Dublin-born striker Shodipo eyes progress
With an average age of 30, the three-strong strike force in Ireland's squad for the World Cup double-header over the next week is clearly in need of fresh blood.
Where to find a young striker who is eligible to play for Ireland and can play at a high level is a question that will dog the Irish game for some time.
QPR's teenage forward Olamide Shodipo, hoping to add to his collection of Ireland U21 caps when the Republic face Serbia in Waterford in a Euro qualifier on Friday, knows he's not yet the finished article.
But the Dublin-born, London-raised player clearly has high hopes of building on his bright start this season and emerging as an option at senior level for Ireland.

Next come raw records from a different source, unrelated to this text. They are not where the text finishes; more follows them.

//! # CLI Interface
//!
//! Defines the command-line argument structure for `txsub-node` using
//! `clap` derive. Supports four subcommands: `run`, `hash`, `status`,
//! and `version`. Every `run` flag can also be set through a `TXSUB_*`
//! environment variable.

use clap::{Parser, Subcommand};
use std::time::Duration;

use txsub_protocol::config::{
    DEFAULT_CORE_URL, DEFAULT_HTTP_PORT, DEFAULT_METRICS_PORT, PUBLIC_NETWORK_PASSPHRASE,
};
use txsub_protocol::RelayConfig;

/// Transaction submission relay.
///
/// Accepts signed transaction envelopes over HTTP, forwards them to a core
/// node, and reports the node's admission decision.
#[derive(Parser, Debug)]
#[command(
    name = "txsub-node",
    about = "Transaction submission relay",
    version,
    propagate_version = true
)]
pub struct TxsubCli {
    /// Subcommand to execute.
    #[command(subcommand)]
    pub command: Commands,
}

/// Top-level subcommands.
#[derive(Subcommand, Debug)]
pub enum Commands {
    /// Start the relay server.
    Run(RunArgs),
    /// Decode an envelope offline and print its hashes.
    Hash(HashArgs),
    /// Query the status endpoint of a running relay.
    Status(StatusArgs),
    /// Print version information and exit.
    Version,
}

/// Arguments for the `run` subcommand.
#[derive(Parser, Debug)]
pub struct RunArgs {
    /// Base URL of the core node's HTTP command interface.
    #[arg(long, env = "TXSUB_CORE_URL", default_value = DEFAULT_CORE_URL)]
    pub core_url: String,

    /// Passphrase of the network the core node is connected to.
    #[arg(long, env = "TXSUB_NETWORK_PASSPHRASE", default_value = PUBLIC_NETWORK_PASSPHRASE)]
    pub network_passphrase: String,

    /// Port for the submission API.
    #[arg(long, env = "TXSUB_PORT", default_value_t = DEFAULT_HTTP_PORT)]
    pub port: u16,

    /// Port for the Prometheus metrics endpoint.
    #[arg(long, env = "TXSUB_METRICS_PORT", default_value_t = DEFAULT_METRICS_PORT)]
    pub metrics_port: u16,

    /// Deadline for each call to the core node, in milliseconds.
    #[arg(long, env = "TXSUB_SUBMIT_TIMEOUT_MS", default_value_t = 30_000)]
    pub submit_timeout_ms: u64,

    /// Interval between core sync checks, in milliseconds.
    #[arg(long, env = "TXSUB_SYNC_POLL_MS", default_value_t = 5_000)]
    pub sync_poll_ms: u64,

    /// Refuse every submission with 405. Status and metrics stay up.
    #[arg(long, env = "TXSUB_DISABLE_TX_SUB")]
    pub disable_tx_sub: bool,

    /// Log output format: `pretty` or `json`.
    #[arg(long, env = "TXSUB_LOG_FORMAT", default_value = "pretty")]
    pub log_format: String,

    /// Default log filter when `RUST_LOG` is not set.
    #[arg(
        long,
        env = "TXSUB_LOG_LEVEL",
        default_value = "txsub_node=info,txsub_protocol=info,tower_http=info"
    )]
    pub log_level: String,
}

impl RunArgs {
    /// Relay configuration described by these flags. Not yet validated.
    pub fn relay_config(&self) -> RelayConfig {
        RelayConfig {
            network_passphrase: self.network_passphrase.clone(),
            core_url: self.core_url.clone(),
            disable_tx_sub: self.disable_tx_sub,
            submit_timeout: Duration::from_millis(self.submit_timeout_ms),
            sync_poll_interval: Duration::from_millis(self.sync_poll_ms),
        }
    }
}

/// Arguments for the `hash` subcommand.
#[derive(Parser, Debug)]
pub struct HashArgs {
    /// Base64 XDR transaction envelope.
    pub envelope: String,

    /// Network passphrase the hash is keyed to.
    #[arg(long, env = "TXSUB_NETWORK_PASSPHRASE", default_value = PUBLIC_NETWORK_PASSPHRASE)]
    pub network_passphrase: String,
}

/// Arguments for the `status` subcommand.
#[derive(Parser, Debug)]
pub struct StatusArgs {
    /// Base URL of the running relay.
    #[arg(long, default_value = "http://127.0.0.1:8000")]
    pub url: String,
}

"I'm aware that Ireland need creative and attacking players and I am looking to take the opportunity when it comes," he says.
"I'm happy to be over here to play for Ireland and hopefully we can get the win against Serbia with the U21s on Friday. We need to get the win, it's a shame that we didn't manage to get through and qualify, the campaign had good bits and bad bits."
Shodipo's story began back in the summer of 1997 when he was born in Dublin, to Nigerian parents, and lived in Leixlip until the family moved to London when he was a baby. But he was keen to play for Ireland. "That was always the plan," he says. "I got my first game for the Ireland U19s last year. Mark O'Toole, the FAI's scout over in England, told them about me and I was called up, but I still have family in Kildare and I like to visit them when I can.
"I thought I'd have a chance with the U21s this season and it was good to make my debut last month, I was just grateful to get out on the pitch and thankfully we won in my first game."
He played for his local club in London before QPR signed him up at the age of 15. Working his way through the ranks, he impressed manager Jimmy Floyd Hasselbaink in pre-season and has been rewarded with a seven first-team appearances.
"Jimmy has been good to me, ever since he came in and it's been a real learning curve, I have improved and become a better player," he says. "The Championship is a tough league and you get tired with two games a week but the manager looks after me, takes me out of the game if needed and he tries to manage me. Because I am young he wants to ease me into games."